impl SyncEngine {
    pub fn new(ctx: SyncContext) -> Self {
        Self {
            ctx,
            cell: Mutex::new(Cell {
                state: SyncState::Unknown,
                snapshot: None,
            }),
            resolve_gate: tokio::sync::Mutex::new(()),
            publish_gate: tokio::sync::Mutex::new(()),
        }
    }

    pub fn context(&self) -> &SyncContext {
        &self.ctx
    }

    /// The last observed state. Does not touch the anchor.
    pub fn state(&self) -> SyncState {
        self.cell.lock().state.clone()
    }

    fn set_state(&self, state: SyncState) {
        let mut cell = self.cell.lock();
        if cell.state != state {
            tracing::info!(from = %cell.state, to = %state, "sync state changed");
        }
        if cell.snapshot.as_ref().map(Snapshot::address) != state.root() {
            cell.snapshot = None;
        }
        cell.state = state;
    }

    /// Move `Stale(root)` to `Synced(root)`. A state that has moved on to a
    /// different root in the meantime is left alone.
    fn mark_synced(&self, root: &ContentAddress, snapshot: Option<Snapshot>) {
        let mut cell = self.cell.lock();
        if cell.state.root() != Some(root) {
            return;
        }
        if !cell.state.is_synced() {
            tracing::info!(%root, "sync state changed to synced");
        }
        cell.state = SyncState::Synced(root.clone());
        if snapshot.is_some() {
            cell.snapshot = snapshot;
        }
    }

    /// Read the anchored root and compare it with the cache.
    ///
    /// Performs one anchor read and one cache lookup. Never fetches from the
    /// content store.
    pub async fn check_staleness(&self) -> Result<SyncState, SyncError> {
        let root = self
            .ctx
            .anchor
            .read_root()
            .await
            .map_err(SyncError::AnchorRead)?;

        let state = match root {
            None => SyncState::Unknown,
            Some(root) if self.ctx.cache.has(&root).await => {
                tracing::debug!(%root, "anchored root is cached");
                SyncState::Synced(root)
            }
            Some(root) => SyncState::Stale(root),
        };
        self.set_state(state.clone());
        Ok(state)
    }

    /// Fetch the anchored root into the cache.
    ///
    /// From `Stale(R)`: fetch R, parse it, cache it, become `Synced(R)`. If
    /// another caller cached R first, no fetch happens. From `Synced(R)` this
    /// is a no-op. From `Unknown` it fails with [`SyncError::NoData`]. On
    /// failure the engine stays `Stale(R)`.
    pub async fn resolve_stale(&self) -> Result<ContentAddress, SyncError> {
        self.resolve().await.map(|snapshot| snapshot.address().clone())
    }

    async fn resolve(&self) -> Result<Snapshot, SyncError> {
        match self.state() {
            SyncState::Unknown => Err(SyncError::NoData),
            SyncState::Synced(root) => self.load_synced(&root).await,
            SyncState::Stale(root) => self.fetch_into_cache(&root).await,
        }
    }

    /// The `Stale(root)` → `Synced(root)` transition, coalesced behind the
    /// resolve gate.
    async fn fetch_into_cache(&self, root: &ContentAddress) -> Result<Snapshot, SyncError> {
        let _gate = self.resolve_gate.lock().await;

        if self.ctx.cache.has(root).await {
            tracing::debug!(%root, "root cached by a concurrent resolution");
            let snapshot = Snapshot::new(root.clone(), self.ctx.cache.load(root).await?);
            self.mark_synced(root, Some(snapshot.clone()));
            return Ok(snapshot);
        }

        let bytes = self
            .ctx
            .store
            .get(root)
            .await
            .map_err(|source| SyncError::Fetch {
                root: root.clone(),
                source,
            })?;
        let directory = Directory::from_slice(&bytes).map_err(|source| SyncError::CorruptEntry {
            root: root.clone(),
            source,
        })?;
        self.ctx.cache.store(root, &directory).await?;

        tracing::info!(%root, records = directory.record_count(), "fetched anchored directory");
        let snapshot = Snapshot::new(root.clone(), directory);
        self.mark_synced(root, Some(snapshot.clone()));
        Ok(snapshot)
    }

    async fn load_synced(&self, root: &ContentAddress) -> Result<Snapshot, SyncError> {
        let memo = self.cell.lock().snapshot.clone();
        if let Some(snapshot) = memo.filter(|s| s.address() == root) {
            return Ok(snapshot);
        }
        let directory = match self.ctx.cache.load(root).await {
            Ok(directory) => directory,
            Err(CacheError::Missing { .. }) => {
                // Entry removed behind our back.
                self.set_state(SyncState::Stale(root.clone()));
                return self.fetch_into_cache(root).await;
            }
            Err(e) => return Err(e.into()),
        };
        let snapshot = Snapshot::new(root.clone(), directory);
        let mut cell = self.cell.lock();
        if cell.state.root() == Some(root) {
            cell.snapshot = Some(snapshot.clone());
        }
        Ok(snapshot)
    }

    /// Bring the engine to `Synced` at the current anchored root and return
    /// the snapshot.
    async fn ensure_synced(&self) -> Result<Snapshot, SyncError> {
        match self.check_staleness().await? {
            SyncState::Unknown => Err(SyncError::NoData),
            SyncState::Synced(_) | SyncState::Stale(_) => self.resolve().await,
        }
    }

    /// The whole anchored directory.
    pub async fn directory(&self) -> Result<Snapshot, SyncError> {
        self.ensure_synced().await
    }

    /// One collection of the anchored directory.
    pub async fn read(&self, name: CollectionName) -> Result<Vec<Record>, SyncError> {
        let snapshot = self.ensure_synced().await?;
        tracing::debug!(collection = %name, root = %snapshot.address(), "read collection");
        Ok(snapshot.collection(name).to_vec())
    }

    /// [`read`](Self::read) addressed by collection name. Unknown names fail
    /// with [`SyncError::UnknownCollection`] before the anchor is touched.
    pub async fn read_named(&self, name: &str) -> Result<Vec<Record>, SyncError> {
        let name = name
            .parse::<CollectionName>()
            .map_err(SyncError::UnknownCollection)?;
        self.read(name).await
    }

    /// Upload `directory`, cache it, and anchor its address.
    ///
    /// If the proposal fails the cache keeps the new entry (it is addressed
    /// by content, so it is harmless) and the anchor keeps its previous root.
    /// The whole operation is then safe to repeat.
    pub async fn publish(&self, directory: Directory) -> Result<PublishReceipt, SyncError> {
        let credentials = self
            .ctx
            .credentials
            .as_ref()
            .ok_or(SyncError::MissingCredentials)?;

        let _gate = self.publish_gate.lock().await;

        let bytes = directory
            .canonical_bytes()
            .map_err(SyncError::Serialization)?;
        let address = self
            .ctx
            .store
            .put(bytes.into_vec())
            .await
            .map_err(SyncError::Store)?;
        self.ctx.cache.store(&address, &directory).await?;

        let receipt = match self.ctx.anchor.propose_root(&address, credentials).await {
            Ok(receipt) => receipt,
            Err(source) => {
                tracing::warn!(root = %address, error = %source, "root proposal failed");
                return Err(SyncError::Propose {
                    root: address,
                    source,
                });
            }
        };

        tracing::info!(
            root = %address,
            chain = %receipt.chain_id,
            tx = %receipt.transaction_id,
            block = receipt.block_number,
            "published directory"
        );

        let snapshot = Snapshot::new(address.clone(), directory);
        {
            let mut cell = self.cell.lock();
            cell.state = SyncState::Synced(address.clone());
            cell.snapshot = Some(snapshot);
        }

        Ok(PublishReceipt {
            address,
            receipt,
            published_at: Utc::now(),
        })
    }

    /// [`publish`](Self::publish), then read the anchor back and fail with
    /// [`SyncError::VerificationFailed`] if it holds a different root. The
    /// state then follows the observed root as in
    /// [`check_staleness`](Self::check_staleness).
    pub async fn publish_and_verify(
        &self,
        directory: Directory,
    ) -> Result<PublishReceipt, SyncError> {
        let published = self.publish(directory).await?;
        let observed = self
            .ctx
            .anchor
            .read_root()
            .await
            .map_err(SyncError::AnchorRead)?;

        if observed.as_ref() != Some(&published.address) {
            tracing::warn!(
                expected = %published.address,
                observed = ?observed,
                "anchor does not hold the published root"
            );
            let state = match observed.clone() {
                None => SyncState::Unknown,
                Some(root) if self.ctx.cache.has(&root).await => SyncState::Synced(root),
                Some(root) => SyncState::Stale(root),
            };
            self.set_state(state);
            return Err(SyncError::VerificationFailed {
                expected: published.address,
                observed,
            });
        }
        Ok(published)
    }

    /// Assemble a fresh directory and publish it unless the anchored
    /// directory already equals it.
    pub async fn refresh_from(
        &self,
        assembler: &dyn DirectoryAssembler,
    ) -> Result<RefreshOutcome, SyncError> {
        let assembled = assembler.assemble().await.map_err(SyncError::Assemble)?;

        match self.ensure_synced().await {
            Ok(current) if current.directory() == &assembled => {
                tracing::info!(root = %current.address(), "directory already up to date");
                return Ok(RefreshOutcome::UpToDate {
                    address: current.address().clone(),
                });
            }
            Ok(_) | Err(SyncError::NoData) => {}
            Err(e) => return Err(e),
        }

        self.publish(assembled).await.map(RefreshOutcome::Published)
    }

    /// Run an operation and wrap its result in the response envelope.
    pub async fn run(&self, op: KbOperation) -> Result<KbResponse, SyncError> {
        tracing::info!(operation = %op, "running operation");
        match op {
            KbOperation::Init => {
                let state = self.check_staleness().await?;
                Ok(KbResponse::success(to_json(&state)?))
            }
            KbOperation::UpdateFromHub => {
                let assembler = self.ctx.assembler.clone().ok_or(SyncError::NoAssembler)?;
                let message = match self.refresh_from(assembler.as_ref()).await? {
                    RefreshOutcome::UpToDate { .. } => "Already up to date",
                    RefreshOutcome::Published(_) => "Successfully updated from Hub",
                };
                Ok(KbResponse::success(message))
            }
            KbOperation::GetDirectory => {
                let snapshot = self.directory().await?;
                Ok(KbResponse::success(to_json(snapshot.directory())?))
            }
            KbOperation::GetCollection(name) => {
                let records = self.read(name).await?;
                let message = serde_json::Value::Array(
                    records.into_iter().map(serde_json::Value::Object).collect(),
                );
                Ok(KbResponse::success(message))
            }
        }
    }
}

* * *

• _What you will do_: Where a line of the data above includes "whole", copy that line.

• _Problem solution_:
    /// The whole anchored directory.
    /// The whole operation is then safe to repeat.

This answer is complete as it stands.